(Provided material)
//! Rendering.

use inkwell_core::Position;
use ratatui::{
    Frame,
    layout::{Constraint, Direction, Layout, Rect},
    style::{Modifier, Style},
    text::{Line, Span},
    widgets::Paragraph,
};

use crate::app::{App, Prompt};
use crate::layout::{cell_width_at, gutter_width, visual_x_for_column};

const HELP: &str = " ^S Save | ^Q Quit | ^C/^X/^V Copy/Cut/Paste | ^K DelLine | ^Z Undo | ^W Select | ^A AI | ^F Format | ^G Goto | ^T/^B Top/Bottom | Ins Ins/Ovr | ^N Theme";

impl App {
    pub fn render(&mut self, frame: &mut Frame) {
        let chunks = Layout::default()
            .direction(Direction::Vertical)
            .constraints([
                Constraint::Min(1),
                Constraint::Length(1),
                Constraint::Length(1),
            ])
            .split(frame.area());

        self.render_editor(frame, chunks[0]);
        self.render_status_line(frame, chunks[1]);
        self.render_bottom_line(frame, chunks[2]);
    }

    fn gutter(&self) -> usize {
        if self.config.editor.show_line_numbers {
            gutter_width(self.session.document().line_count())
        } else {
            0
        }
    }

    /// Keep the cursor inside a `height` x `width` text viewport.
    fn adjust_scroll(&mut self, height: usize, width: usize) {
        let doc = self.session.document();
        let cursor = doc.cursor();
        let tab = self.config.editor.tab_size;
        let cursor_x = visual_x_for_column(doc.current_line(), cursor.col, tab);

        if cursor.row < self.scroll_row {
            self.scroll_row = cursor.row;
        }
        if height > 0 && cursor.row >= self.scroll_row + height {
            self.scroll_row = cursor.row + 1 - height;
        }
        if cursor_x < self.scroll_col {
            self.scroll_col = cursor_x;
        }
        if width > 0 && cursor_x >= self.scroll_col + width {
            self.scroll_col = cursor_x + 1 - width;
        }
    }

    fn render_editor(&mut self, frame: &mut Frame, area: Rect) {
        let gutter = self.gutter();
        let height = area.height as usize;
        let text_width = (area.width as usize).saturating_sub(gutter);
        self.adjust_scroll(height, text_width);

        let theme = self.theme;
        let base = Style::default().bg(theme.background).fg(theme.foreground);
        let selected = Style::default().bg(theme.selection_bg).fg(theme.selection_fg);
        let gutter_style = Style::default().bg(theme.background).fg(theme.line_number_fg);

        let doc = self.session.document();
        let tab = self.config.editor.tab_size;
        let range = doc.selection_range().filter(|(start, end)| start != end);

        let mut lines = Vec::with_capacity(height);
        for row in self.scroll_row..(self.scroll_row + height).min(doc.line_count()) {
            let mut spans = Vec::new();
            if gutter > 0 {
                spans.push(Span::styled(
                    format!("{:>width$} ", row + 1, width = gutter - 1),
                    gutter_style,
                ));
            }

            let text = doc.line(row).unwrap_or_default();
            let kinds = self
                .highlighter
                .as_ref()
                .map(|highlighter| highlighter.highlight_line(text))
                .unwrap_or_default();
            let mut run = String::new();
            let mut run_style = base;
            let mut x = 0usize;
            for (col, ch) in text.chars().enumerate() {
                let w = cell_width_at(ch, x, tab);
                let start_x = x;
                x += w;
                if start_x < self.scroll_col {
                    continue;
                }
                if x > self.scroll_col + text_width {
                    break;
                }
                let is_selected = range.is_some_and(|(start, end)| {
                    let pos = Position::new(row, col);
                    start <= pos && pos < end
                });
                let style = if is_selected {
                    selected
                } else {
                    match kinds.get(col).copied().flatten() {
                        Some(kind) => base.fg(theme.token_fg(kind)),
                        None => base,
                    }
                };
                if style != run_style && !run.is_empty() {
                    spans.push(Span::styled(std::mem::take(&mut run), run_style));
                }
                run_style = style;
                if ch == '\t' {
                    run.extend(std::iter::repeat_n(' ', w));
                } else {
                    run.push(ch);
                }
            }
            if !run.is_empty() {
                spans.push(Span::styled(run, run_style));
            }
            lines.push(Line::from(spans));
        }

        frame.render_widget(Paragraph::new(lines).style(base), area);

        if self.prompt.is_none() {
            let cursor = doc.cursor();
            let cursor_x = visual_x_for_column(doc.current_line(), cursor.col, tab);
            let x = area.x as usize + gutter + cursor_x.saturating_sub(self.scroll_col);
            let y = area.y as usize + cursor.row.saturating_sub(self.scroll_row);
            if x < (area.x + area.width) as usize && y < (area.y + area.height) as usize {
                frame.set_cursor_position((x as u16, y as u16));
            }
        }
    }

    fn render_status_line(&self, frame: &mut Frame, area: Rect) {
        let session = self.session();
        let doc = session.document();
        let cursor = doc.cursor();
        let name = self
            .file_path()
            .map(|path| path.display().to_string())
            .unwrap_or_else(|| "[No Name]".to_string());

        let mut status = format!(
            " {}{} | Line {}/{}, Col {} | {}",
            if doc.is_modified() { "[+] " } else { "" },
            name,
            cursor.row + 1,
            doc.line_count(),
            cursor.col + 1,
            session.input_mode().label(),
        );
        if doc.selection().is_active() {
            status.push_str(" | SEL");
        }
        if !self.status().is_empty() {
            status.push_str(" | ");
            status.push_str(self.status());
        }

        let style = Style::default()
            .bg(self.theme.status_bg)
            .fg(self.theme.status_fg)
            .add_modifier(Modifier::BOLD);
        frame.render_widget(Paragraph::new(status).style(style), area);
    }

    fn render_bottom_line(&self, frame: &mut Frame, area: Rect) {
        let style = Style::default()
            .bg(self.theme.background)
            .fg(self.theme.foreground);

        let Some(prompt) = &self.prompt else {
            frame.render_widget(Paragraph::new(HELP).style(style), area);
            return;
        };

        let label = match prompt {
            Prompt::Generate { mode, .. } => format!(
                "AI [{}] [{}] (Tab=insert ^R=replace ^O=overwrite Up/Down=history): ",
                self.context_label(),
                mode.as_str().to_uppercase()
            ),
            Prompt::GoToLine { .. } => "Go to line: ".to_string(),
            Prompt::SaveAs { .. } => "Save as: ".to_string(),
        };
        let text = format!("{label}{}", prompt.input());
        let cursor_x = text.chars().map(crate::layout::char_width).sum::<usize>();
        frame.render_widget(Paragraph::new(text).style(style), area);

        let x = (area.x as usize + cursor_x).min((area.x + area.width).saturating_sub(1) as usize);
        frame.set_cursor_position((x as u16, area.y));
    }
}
(End Provided material)
Please return each line of the listing above that contains "styled".

                spans.push(Span::styled(
                    spans.push(Span::styled(std::mem::take(&mut run), run_style));
                spans.push(Span::styled(run, run_style));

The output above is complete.